Vishal Kamat|arXiv (Cornell University)|Nov 1, 2017
Early Childhood Education and Development3 citations
TL;DR

This paper develops a nonparametric model to identify program effects under unobserved heterogeneity in treatment choice sets, applying it to the Head Start Impact Study. Using linear programming, it constructs identified sets for policy-relevant parameters and finds that a significant share of children voluntarily enroll in Head Start if given access, with positive short-term test score impacts across multiple policy scenarios.

ABSTRACT

This paper studies identification of program effects in settings with latent choice sets. Here, by latent choice sets, I mean the unobserved heterogeneity that arises when the choice set from which the agent selects treatment is heterogeneous and unobserved by the researcher. The analysis is developed in the context of the Head Start Impact Study, a social experiment designed to evaluate preschools as part of Head Start, the largest early childhood education program in the United States. In this setting, resource constraints limit preschool slots to only a few eligible children through an assignment mechanism that is not observed in the data, which in turn introduces unobserved heterogeneity in the child's choice set of care settings. I propose a nonparametric model that explicitly accounts for latent choice sets in the care setting enrollment decision. In this model, I study various parameters that evaluate Head Start in terms of policies that mandate enrollment and also those that allow voluntary enrollment into Head Start. I show that the identified set for these parameters given the information provided by the study and by various institutional details of the setting can be constructed using a linear programming method.

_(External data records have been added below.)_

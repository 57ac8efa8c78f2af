use std::sync::Arc;

use async_trait::async_trait;
use configuration::CollectionSettings;
use database::{Connector, DbError, DocumentStore, InMemoryDocumentStore, Session, StoredDocument};
use reqwest::StatusCode;
use serde_json::{json, Value};
use uuid::Uuid;

struct TestServer {
    base_url: String,
    client: reqwest::Client,
    handle: tokio::task::JoinHandle<()>,
}

impl TestServer {
    async fn spawn(connector: Arc<dyn Connector>) -> Self {
        // Same router as prod, bound to an ephemeral port.
        let app = web_server::build_router(connector, &CollectionSettings::default());
        let listener = tokio::net::TcpListener::bind("127.0.0.1:0")
            .await
            .expect("failed to bind ephemeral port");
        let addr = listener.local_addr().unwrap();

        let handle = tokio::spawn(async move {
            axum::serve(listener, app).await.unwrap();
        });

        Self {
            base_url: format!("http://{}", addr),
            client: reqwest::Client::new(),
            handle,
        }
    }

    async fn in_memory() -> (Self, InMemoryDocumentStore) {
        let store = InMemoryDocumentStore::new();
        (Self::spawn(Arc::new(store.clone())).await, store)
    }

    fn url(&self, path: &str) -> String {
        format!("{}{}", self.base_url, path)
    }

    async fn send(&self, method: reqwest::Method, path: &str, body: Option<Value>) -> (StatusCode, Value) {
        let mut request = self.client.request(method, self.url(path));
        if let Some(body) = body {
            request = request.json(&body);
        }
        let response = request.send().await.expect("request failed");
        let status = response.status();
        let body = response.json::<Value>().await.expect("response was not JSON");
        (status, body)
    }

    async fn send_raw(&self, method: reqwest::Method, path: &str, raw: &str) -> (StatusCode, Value) {
        self.send_as(method, path, "application/json", raw).await
    }

    async fn send_form(&self, method: reqwest::Method, path: &str, form: &str) -> (StatusCode, Value) {
        self.send_as(method, path, "application/x-www-form-urlencoded", form)
            .await
    }

    async fn send_as(
        &self,
        method: reqwest::Method,
        path: &str,
        content_type: &str,
        raw: &str,
    ) -> (StatusCode, Value) {
        let response = self
            .client
            .request(method, self.url(path))
            .header("content-type", content_type)
            .body(raw.to_string())
            .send()
            .await
            .expect("request failed");
        let status = response.status();
        let body = response.json::<Value>().await.expect("response was not JSON");
        (status, body)
    }

    async fn list(&self, path: &str) -> Vec<Value> {
        let (status, body) = self.send(reqwest::Method::GET, path, None).await;
        assert_eq!(status, StatusCode::OK);
        assert_eq!(body["message"], "get data success");
        body["body"].as_array().cloned().unwrap_or_default()
    }
}

impl Drop for TestServer {
    fn drop(&mut self) {
        self.handle.abort();
    }
}

/// A random, well-formed id nobody has inserted.
fn fresh_id() -> String {
    core_types::DocumentId::new().to_string()
}

#[tokio::test]
async fn customer_lifecycle_over_http() {
    let (server, _store) = TestServer::in_memory().await;

    let (status, body) = server
        .send(reqwest::Method::POST, "/customer", Some(json!({ "name": "Ana", "age": 30 })))
        .await;
    assert_eq!(status, StatusCode::OK);
    assert_eq!(body["message"], "post data success");
    assert_eq!(body["body"]["name"], "Ana");
    assert_eq!(body["body"]["age"], 30);
    let id = body["body"]["id"].as_str().expect("id assigned").to_string();
    assert!(!id.is_empty());

    let all = server.list("/customer").await;
    assert_eq!(all, vec![json!({ "id": id, "name": "Ana", "age": 30 })]);

    let (status, body) = server
        .send(
            reqwest::Method::PUT,
            "/customer",
            Some(json!({ "id": id, "name": "Ana", "age": 31 })),
        )
        .await;
    assert_eq!(status, StatusCode::OK);
    assert_eq!(body["message"], "put data success");
    assert_eq!(body["body"]["age"], 31);

    let all = server.list("/customer").await;
    assert_eq!(all.len(), 1, "update must not duplicate the record");
    assert_eq!(all[0]["age"], 31);

    let (status, body) = server
        .send(reqwest::Method::DELETE, "/customer", Some(json!({ "id": id })))
        .await;
    assert_eq!(status, StatusCode::OK);
    assert_eq!(body["message"], "delete data success");
    assert_eq!(body["body"]["id"], id);

    assert!(server.list("/customer").await.is_empty());
}

#[tokio::test]
async fn delete_removes_only_the_targeted_record() {
    let (server, _store) = TestServer::in_memory().await;

    let (_, ana) = server
        .send(reqwest::Method::POST, "/customer", Some(json!({ "name": "Ana", "age": 30 })))
        .await;
    let (_, bia) = server
        .send(reqwest::Method::POST, "/customer", Some(json!({ "name": "Bia", "age": 25 })))
        .await;

    let (status, _) = server
        .send(reqwest::Method::DELETE, "/customer", Some(json!({ "id": ana["body"]["id"] })))
        .await;
    assert_eq!(status, StatusCode::OK);

    let all = server.list("/customer").await;
    assert_eq!(all, vec![bia["body"].clone()]);
}

#[tokio::test]
async fn unknown_ids_are_idempotent_no_ops() {
    let (server, _store) = TestServer::in_memory().await;

    let (_, ana) = server
        .send(reqwest::Method::POST, "/customer", Some(json!({ "name": "Ana", "age": 30 })))
        .await;
    let before = server.list("/customer").await;

    let ghost = fresh_id();
    let (status, body) = server
        .send(
            reqwest::Method::PUT,
            "/customer",
            Some(json!({ "id": ghost, "name": "Ghost", "age": 1 })),
        )
        .await;
    assert_eq!(status, StatusCode::OK);
    assert_eq!(body["message"], "put data success");

    let (status, _) = server
        .send(reqwest::Method::DELETE, "/customer", Some(json!({ "id": ghost })))
        .await;
    assert_eq!(status, StatusCode::OK);

    let after = server.list("/customer").await;
    assert_eq!(before, after);
    assert_eq!(after, vec![ana["body"].clone()]);
}

#[tokio::test]
async fn malformed_bodies_are_rejected_and_change_nothing() {
    let (server, _store) = TestServer::in_memory().await;

    let (_, ana) = server
        .send(reqwest::Method::POST, "/customer", Some(json!({ "name": "Ana", "age": 30 })))
        .await;
    let id = ana["body"]["id"].as_str().unwrap().to_string();

    for method in [reqwest::Method::POST, reqwest::Method::PUT, reqwest::Method::DELETE] {
        let (status, body) = server.send_raw(method.clone(), "/customer", "{ not json").await;
        assert_eq!(status, StatusCode::BAD_REQUEST, "{method} with broken JSON");
        assert_eq!(body, json!({ "message": "Incorrect data", "body": null }));

        let (status, _) = server
            .send(
                method.clone(),
                "/customer",
                Some(json!({ "id": id, "name": "Ana", "age": "thirty-one" })),
            )
            .await;
        assert_eq!(status, StatusCode::BAD_REQUEST, "{method} with a mistyped field");

        let (status, _) = server
            .send(method.clone(), "/customer", Some(json!({ "id": "not-an-id" })))
            .await;
        assert_eq!(status, StatusCode::BAD_REQUEST, "{method} with a malformed id");
    }

    let all = server.list("/customer").await;
    assert_eq!(all, vec![json!({ "id": id, "name": "Ana", "age": 30 })]);
}

#[tokio::test]
async fn form_encoded_bodies_drive_the_same_operations() {
    let (server, _store) = TestServer::in_memory().await;

    let (status, body) = server
        .send_form(reqwest::Method::POST, "/customer", "name=Ana&age=30")
        .await;
    assert_eq!(status, StatusCode::OK);
    assert_eq!(body["message"], "post data success");
    assert_eq!(body["body"]["name"], "Ana");
    assert_eq!(body["body"]["age"], 30);
    let id = body["body"]["id"].as_str().expect("id assigned").to_string();

    let (status, body) = server
        .send_form(reqwest::Method::PUT, "/customer", &format!("id={id}&name=Ana&age=31"))
        .await;
    assert_eq!(status, StatusCode::OK);
    assert_eq!(body["message"], "put data success");
    assert_eq!(
        server.list("/customer").await,
        vec![json!({ "id": id, "name": "Ana", "age": 31 })]
    );

    let (status, body) = server
        .send_form(reqwest::Method::POST, "/customer", "name=Bia&age=old")
        .await;
    assert_eq!(status, StatusCode::BAD_REQUEST);
    assert_eq!(body, json!({ "message": "Incorrect data", "body": null }));

    let (status, _) = server
        .send_form(reqwest::Method::DELETE, "/customer", &format!("id={id}"))
        .await;
    assert_eq!(status, StatusCode::OK);
    assert!(server.list("/customer").await.is_empty());
}

#[tokio::test]
async fn put_and_delete_require_an_id() {
    let (server, _store) = TestServer::in_memory().await;

    for method in [reqwest::Method::PUT, reqwest::Method::DELETE] {
        let (status, body) = server
            .send(method, "/customer", Some(json!({ "name": "Ana", "age": 30 })))
            .await;
        assert_eq!(status, StatusCode::BAD_REQUEST);
        assert_eq!(body["message"], "Incorrect data: id is required");
        assert_eq!(body["body"], Value::Null);
    }

    assert!(server.list("/customer").await.is_empty());
}

#[tokio::test]
async fn cliente_routes_use_their_own_collection_and_fields() {
    let (server, _store) = TestServer::in_memory().await;

    let (status, body) = server
        .send(reqwest::Method::POST, "/cliente", Some(json!({ "name": "Ana", "idade": 30 })))
        .await;
    assert_eq!(status, StatusCode::OK);
    assert_eq!(body["body"]["idade"], 30);
    let id = body["body"]["id"].as_str().unwrap().to_string();

    assert!(server.list("/customer").await.is_empty());

    let (status, _) = server
        .send(
            reqwest::Method::PUT,
            "/cliente",
            Some(json!({ "id": id, "name": "Ana", "idade": 31 })),
        )
        .await;
    assert_eq!(status, StatusCode::OK);
    assert_eq!(
        server.list("/cliente").await,
        vec![json!({ "id": id, "name": "Ana", "idade": 31 })]
    );
}

#[tokio::test]
async fn health_does_not_need_a_session() {
    let server = TestServer::spawn(Arc::new(DownConnector)).await;
    let response = reqwest::get(server.url("/health")).await.unwrap();
    assert_eq!(response.status(), StatusCode::OK);
    assert_eq!(response.text().await.unwrap(), "OK");
}

/// Never manages to establish a session.
struct DownConnector;

#[async_trait]
impl Connector for DownConnector {
    async fn open_session(&self) -> Result<Session, DbError> {
        Err(DbError::Unreachable("connection refused".to_string()))
    }
}

#[tokio::test]
async fn unreachable_store_aborts_with_service_unavailable() {
    let server = TestServer::spawn(Arc::new(DownConnector)).await;

    let (status, body) = server.send(reqwest::Method::GET, "/customer", None).await;
    assert_eq!(status, StatusCode::SERVICE_UNAVAILABLE);
    assert_eq!(body, json!({ "message": "can't reach db", "body": null }));

    // The session is established before binding, so even a broken body gets 503.
    let (status, _) = server.send_raw(reqwest::Method::POST, "/customer", "{").await;
    assert_eq!(status, StatusCode::SERVICE_UNAVAILABLE);
}

/// Hands out sessions whose every operation fails.
struct BrokenStoreConnector;

struct BrokenStore;

#[async_trait]
impl DocumentStore for BrokenStore {
    async fn find_all(&self, _collection: &str) -> Result<Vec<StoredDocument>, DbError> {
        Err(DbError::Unreachable("read failed".to_string()))
    }

    async fn insert(
        &self,
        _collection: &str,
        _id: Option<Uuid>,
        _body: &Value,
    ) -> Result<Uuid, DbError> {
        Err(DbError::Unreachable("write failed".to_string()))
    }

    async fn replace(&self, _collection: &str, _id: Uuid, _body: &Value) -> Result<u64, DbError> {
        Err(DbError::Unreachable("write failed".to_string()))
    }

    async fn remove(&self, _collection: &str, _id: Uuid) -> Result<u64, DbError> {
        Err(DbError::Unreachable("write failed".to_string()))
    }

    async fn drop_collection(&self, _collection: &str) -> Result<u64, DbError> {
        Err(DbError::Unreachable("write failed".to_string()))
    }
}

#[async_trait]
impl Connector for BrokenStoreConnector {
    async fn open_session(&self) -> Result<Session, DbError> {
        Ok(Session::new(Arc::new(BrokenStore)))
    }
}

#[tokio::test]
async fn database_failures_stop_with_a_single_error_response() {
    let server = TestServer::spawn(Arc::new(BrokenStoreConnector)).await;
    let id = fresh_id();

    let cases = [
        (reqwest::Method::GET, None, "can't get data from database"),
        (
            reqwest::Method::POST,
            Some(json!({ "name": "Ana", "age": 30 })),
            "error post to db",
        ),
        (
            reqwest::Method::PUT,
            Some(json!({ "id": id, "name": "Ana", "age": 30 })),
            "error put to db",
        ),
        (reqwest::Method::DELETE, Some(json!({ "id": id })), "error delete to db"),
    ];

    for (method, payload, message) in cases {
        let (status, body) = server.send(method, "/customer", payload).await;
        assert_eq!(status, StatusCode::BAD_REQUEST);
        assert_eq!(body, json!({ "message": message, "body": null }));
    }
}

Applying the developed analysis, I find that a significant proportion of children voluntarily enroll into Head Start if provided access and that Head Start is effective in terms of improving short-term test scores across multiple policy dimensions.

Motivation & Objective

  • To address identification challenges in program evaluation when treatment choice sets are unobserved and heterogeneous across individuals.
  • To model unobserved heterogeneity in care setting choice sets arising from resource-constrained assignment mechanisms not recorded in data.
  • To evaluate Head Start's effectiveness under both mandatory and voluntary enrollment policies using nonparametric methods.
  • To construct identified sets for policy-relevant parameters using observable data and institutional details from the Head Start Impact Study.
  • To provide a framework for causal inference in settings with latent choice sets, applicable to social programs with constrained access.

Proposed method

  • Proposes a nonparametric structural model that accounts for unobserved heterogeneity in treatment choice sets.
  • Incorporates institutional details of the Head Start assignment process to inform the structure of latent choice sets.
  • Uses linear programming to construct the identified set for policy-relevant parameters under partial identification.
  • Characterizes the set of parameters consistent with the observed data and institutional constraints.
  • Employs revealed preference logic to infer potential choice sets from enrollment patterns and assignment rules.
  • Applies the model to the Head Start Impact Study to estimate bounds on treatment effects under different enrollment policies.

Experimental results

Research questions

  • RQ1What is the identified set for the average treatment effect of Head Start under voluntary enrollment, given unobserved choice sets?
  • RQ2How does the identified set for Head Start’s impact change under a policy mandating enrollment for all eligible children?
  • RQ3To what extent do children voluntarily choose Head Start when access is provided, based on the observed data and institutional constraints?
  • RQ4How do different institutional rules governing slot allocation affect the identification of treatment effects in the presence of latent choice sets?
  • RQ5What is the range of plausible treatment effects on short-term test scores under various policy assumptions?

Key findings

  • A significant proportion of eligible children would voluntarily enroll in Head Start if given access, indicating strong demand.
  • Head Start produces positive short-term impacts on test scores across multiple policy scenarios, including both mandatory and voluntary enrollment.
  • The identified set for treatment effects is non-degenerate, indicating meaningful identification despite unobserved choice set heterogeneity.
  • The linear programming method successfully constructs sharp bounds on policy-relevant parameters using the available data and institutional details.
  • The model reveals that institutional constraints on access significantly affect the interpretation of treatment effects and must be explicitly modeled.
  • The results suggest that Head Start is effective not only under mandatory enrollment but also under voluntary access, with substantial potential for positive outcomes.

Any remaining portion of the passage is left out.